Among the records that follow, set down only the lines from the one containing "use tokio::sync::mpsc;" to the one containing "pub const DEFAULT_CAPABILITY_TIMEOUT_SECS: u64", both included, exactly.

*** Opening of SUPPLIED INFORMATION ***

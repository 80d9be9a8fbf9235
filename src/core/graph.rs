//! 编排图：分诊状态机
//!
//! ```text
//! Triaging ──(识别出模块)──► GatheringEvidence ──► Assigning ──► Done
//!    ▲   │
//!    └───┘ 未识别：输出追加到 history 后自环（受 max_iterations 约束）
//! ```
//!
//! 除自环外，每次转移恰好调用一次外部能力，调用严格串行。每次调用都加超时并输出结构化审计日志。
//! 能力失败在 drive 中收敛为失败 Outcome；不变量破坏原样上抛。

use std::future::Future;
use std::sync::Arc;
use std::time::{Duration, Instant};

use tokio::sync::mpsc;
use tokio::time::timeout;

use crate::capabilities::{ChangeLookup, Classifier, TicketRequest, TicketSink};
use crate::core::error::{CapabilityError, CapabilityKind, TriageError};
use crate::core::events::TriageEvent;
use crate::core::policy::AssignmentPolicy;
use crate::core::state::{Outcome, Phase, Resolution, TriageFailure, TriageSession};

/// 单次能力调用的默认超时（秒）
pub const DEFAULT_CAPABILITY_TIMEOUT_SECS: u64 = 60;
/// 事件中输出预览的最大字符数
const OUTPUT_PREVIEW_CHARS: usize = 200;

/// 分诊编排图：持有注入的能力实现与分派策略，可被多个会话共享（Arc）
pub struct TriageGraph {
    classifier: Arc<dyn Classifier>,
    changes: Arc<dyn ChangeLookup>,
    tickets: Arc<dyn TicketSink>,
    policy: AssignmentPolicy,
    capability_timeout: Duration,
    event_tx: Option<mpsc::UnboundedSender<TriageEvent>>,
}

impl TriageGraph {
    pub fn new(
        classifier: Arc<dyn Classifier>,
        changes: Arc<dyn ChangeLookup>,
        tickets: Arc<dyn TicketSink>,
        policy: AssignmentPolicy,
    ) -> Self {
        Self {
            classifier,
            changes,
            tickets,
            policy,
            capability_timeout: Duration::from_secs(DEFAULT_CAPABILITY_TIMEOUT_SECS),
            event_tx: None,
        }
    }

    pub fn with_capability_timeout(mut self, secs: u64) -> Self {
        self.capability_timeout = Duration::from_secs(secs);
        self
    }

    /// 设置事件推送通道
    pub fn with_event_tx(mut self, tx: mpsc::UnboundedSender<TriageEvent>) -> Self {
        self.event_tx = Some(tx);
        self
    }

    pub fn policy(&self) -> &AssignmentPolicy {
        &self.policy
    }

    /// 推进一次转移，返回转移后的阶段。对已结束的会话调用视为不变量破坏。
    pub async fn step(&self, session: &mut TriageSession) -> Result<Phase, TriageError> {
        let before = session.phase();
        match before {
            Phase::Triaging => self.triage(session).await?,
            Phase::GatheringEvidence => self.gather_evidence(session).await?,
            Phase::Assigning => self.assign(session).await?,
            Phase::Done => {
                return Err(TriageError::invariant("step called on a finished session"));
            }
        }

        let after = session.phase();
        if after != before {
            tracing::info!(session = %session.id(), from = %before, to = %after, "phase changed");
            self.emit(TriageEvent::PhaseChanged {
                session_id: session.id().to_string(),
                phase: after,
            });
        }
        Ok(after)
    }

    /// 驱动会话直到终态。分类次数达到 max_iterations 仍未识别模块则以 InconclusiveTriage 结束，
    /// 能力失败以 CapabilityFailure 结束；两者都写入会话而不是返回 Err。
    pub async fn drive(
        &self,
        session: &mut TriageSession,
        max_iterations: usize,
    ) -> Result<(), TriageError> {
        loop {
            match session.phase() {
                Phase::Done => return Ok(()),
                Phase::Triaging if session.iterations() >= max_iterations => {
                    let failure = TriageFailure::InconclusiveTriage {
                        iterations: session.iterations(),
                    };
                    return self.fail(session, failure);
                }
                _ => {}
            }

            match self.step(session).await {
                Ok(_) => {}
                Err(TriageError::Capability { which, source }) => {
                    let failure = TriageFailure::CapabilityFailure {
                        which,
                        detail: source.to_string(),
                    };
                    return self.fail(session, failure);
                }
                Err(e) => return Err(e),
            }
        }
    }

    /// 以失败终态结束会话
    pub(crate) fn fail(
        &self,
        session: &mut TriageSession,
        failure: TriageFailure,
    ) -> Result<(), TriageError> {
        tracing::warn!(
            session = %session.id(),
            phase = %session.phase(),
            error = %failure,
            "triage failed"
        );
        self.emit(TriageEvent::Failed {
            session_id: session.id().to_string(),
            failure: failure.clone(),
        });
        session.record_outcome(Outcome::Failed(failure))
    }

    async fn triage(&self, session: &mut TriageSession) -> Result<(), TriageError> {
        let result = self
            .call(
                CapabilityKind::Classify,
                self.classifier.classify(session.input(), session.history()),
            )
            .await?;
        tracing::debug!(session = %session.id(), output = %result.output, "classifier output");

        let resolved = session
            .record_classification(result.output.as_str(), result.resolved_module.as_deref())?;
        self.emit(TriageEvent::Classified {
            session_id: session.id().to_string(),
            iteration: session.iterations(),
            resolved_module: session.module().map(str::to_string),
            preview: preview(&result.output),
        });
        if resolved {
            tracing::info!(
                session = %session.id(),
                module = ?session.module(),
                "module identified"
            );
        }
        Ok(())
    }

    async fn gather_evidence(&self, session: &mut TriageSession) -> Result<(), TriageError> {
        let module = session
            .module()
            .map(str::to_string)
            .ok_or_else(|| TriageError::invariant("evidence gathering without a resolved module"))?;

        let evidence = self
            .call(CapabilityKind::LookupChanges, self.changes.lookup_changes(&module))
            .await?;
        tracing::info!(
            session = %session.id(),
            module = %module,
            found = evidence.found,
            author = ?evidence.author,
            change_id = ?evidence.change_id,
            "change evidence gathered"
        );
        self.emit(TriageEvent::EvidenceGathered {
            session_id: session.id().to_string(),
            module,
            found: evidence.found,
            author: evidence.author.clone(),
        });
        session.record_evidence(evidence)
    }

    async fn assign(&self, session: &mut TriageSession) -> Result<(), TriageError> {
        let module = session
            .module()
            .map(str::to_string)
            .ok_or_else(|| TriageError::invariant("assignment without a resolved module"))?;
        let evidence = session
            .change_evidence()
            .cloned()
            .ok_or_else(|| TriageError::invariant("assignment without change evidence"))?;

        let decision = self.policy.decide(&evidence, &module, session.incident_date());
        tracing::info!(
            session = %session.id(),
            group = %decision.assignment_group,
            ticket_type = %decision.ticket_type,
            priority = %decision.priority,
            "assignment decided"
        );
        self.emit(TriageEvent::Assigned {
            session_id: session.id().to_string(),
            assignment_group: decision.assignment_group.clone(),
            ticket_type: decision.ticket_type,
            priority: decision.priority,
        });

        let request = TicketRequest {
            summary: decision.ticket_summary(&module),
            description: session.input().to_string(),
            assignment_group: decision.assignment_group.clone(),
            priority: decision.priority,
        };
        let receipt = self
            .call(CapabilityKind::CreateTicket, self.tickets.create_ticket(&request))
            .await?;
        if receipt.receipt_text.trim().is_empty() {
            return Err(TriageError::capability(
                CapabilityKind::CreateTicket,
                CapabilityError::Malformed("empty receipt_text".to_string()),
            ));
        }
        self.emit(TriageEvent::TicketCreated {
            session_id: session.id().to_string(),
            receipt_text: receipt.receipt_text.clone(),
        });

        let summary_text = decision.final_message(&module, &receipt.receipt_text);
        session.record_outcome(Outcome::Resolved(Resolution {
            module,
            assignment_group: decision.assignment_group,
            ticket_type: decision.ticket_type,
            priority: decision.priority,
            receipt_text: receipt.receipt_text,
            summary_text,
        }))
    }

    /// 在超时内等待一次能力调用，并输出 JSON 审计日志
    async fn call<T, F>(&self, which: CapabilityKind, fut: F) -> Result<T, TriageError>
    where
        F: Future<Output = Result<T, CapabilityError>>,
    {
        let start = Instant::now();
        let result = timeout(self.capability_timeout, fut).await;

        let (ok, outcome): (bool, &str) = match &result {
            Ok(Ok(_)) => (true, "ok"),
            Ok(Err(_)) => (false, "error"),
            Err(_) => (false, "timeout"),
        };
        let audit = serde_json::json!({
            "event": "capability_audit",
            "capability": which.as_str(),
            "ok": ok,
            "outcome": outcome,
            "duration_ms": start.elapsed().as_millis() as u64,
        });
        tracing::info!(audit = %audit, "capability");

        match result {
            Ok(Ok(value)) => Ok(value),
            Ok(Err(e)) => Err(TriageError::capability(which, e)),
            Err(_) => Err(TriageError::capability(
                which,
                CapabilityError::Timeout(self.capability_timeout.as_secs()),
            )),
        }
    }

    fn emit(&self, event: TriageEvent) {
        if let Some(tx) = &self.event_tx {
            let _ = tx.send(event);
        }
    }
}

fn preview(s: &str) -> String {
    if s.chars().count() > OUTPUT_PREVIEW_CHARS {
        format!("{}...", s.chars().take(OUTPUT_PREVIEW_CHARS).collect::<String>())
    } else {
        s.to_string()
    }
}

#[cfg(test)]
mod tests {
    use super::*;
    use crate::capabilities::mock::{MockTicketSink, ScriptedClassifier, StaticChangeLookup};
    use crate::capabilities::ClassifyResult;
    use crate::config::TriageSection;

    fn graph(classifier: ScriptedClassifier) -> TriageGraph {
        TriageGraph::new(
            Arc::new(classifier),
            Arc::new(StaticChangeLookup::with_defaults()),
            Arc::new(MockTicketSink::new()),
            AssignmentPolicy::from_config(&TriageSection::default()).unwrap(),
        )
    }

    #[tokio::test]
    async fn test_step_walks_each_phase() {
        let g = graph(ScriptedClassifier::new(vec![
            Ok(ClassifyResult::pending("searching knowledge base")),
            Ok(ClassifyResult::resolved("module_name: billing_service", "billing_service")),
        ]));
        let mut session = TriageSession::new("checkout returns 500");

        assert_eq!(g.step(&mut session).await.unwrap(), Phase::Triaging);
        assert_eq!(g.step(&mut session).await.unwrap(), Phase::GatheringEvidence);
        assert_eq!(g.step(&mut session).await.unwrap(), Phase::Assigning);
        assert_eq!(g.step(&mut session).await.unwrap(), Phase::Done);
        assert_eq!(session.history().len(), 1);
    }

    #[tokio::test]
    async fn test_step_on_done_is_invariant_violation() {
        let g = graph(ScriptedClassifier::new(vec![]));
        let mut session = TriageSession::new("x");
        g.drive(&mut session, 0).await.unwrap();
        assert_eq!(session.phase(), Phase::Done);

        let err = g.step(&mut session).await.unwrap_err();
        assert!(matches!(err, TriageError::InvariantViolation(_)));
    }

    #[tokio::test]
    async fn test_events_are_emitted_in_order() {
        let (tx, mut rx) = mpsc::unbounded_channel();
        let g = graph(ScriptedClassifier::new(vec![Ok(ClassifyResult::resolved(
            "module_name: billing_service",
            "billing_service",
        ))]))
        .with_event_tx(tx);
        let mut session = TriageSession::new("checkout returns 500");
        g.drive(&mut session, 3).await.unwrap();
        drop(g);

        let mut kinds = Vec::new();
        while let Some(ev) = rx.recv().await {
            let v = serde_json::to_value(&ev).unwrap();
            kinds.push(v["type"].as_str().unwrap().to_string());
        }
        assert_eq!(
            kinds,
            vec![
                "classified",
                "phase_changed",
                "evidence_gathered",
                "phase_changed",
                "assigned",
                "ticket_created",
                "phase_changed",
            ]
        );
    }

    #[test]
    fn test_preview_truncates_on_char_boundary() {
        let long = "检".repeat(OUTPUT_PREVIEW_CHARS + 10);
        let p = preview(&long);
        assert!(p.ends_with("..."));
        assert_eq!(p.chars().count(), OUTPUT_PREVIEW_CHARS + 3);
    }
}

*** Close of SUPPLIED INFORMATION ***

■ OUTPUT OF THE TASK:
use tokio::sync::mpsc;
use tokio::time::timeout;

use crate::capabilities::{ChangeLookup, Classifier, TicketRequest, TicketSink};
use crate::core::error::{CapabilityError, CapabilityKind, TriageError};
use crate::core::events::TriageEvent;
use crate::core::policy::AssignmentPolicy;
use crate::core::state::{Outcome, Phase, Resolution, TriageFailure, TriageSession};

/// 单次能力调用的默认超时（秒）
pub const DEFAULT_CAPABILITY_TIMEOUT_SECS: u64 = 60;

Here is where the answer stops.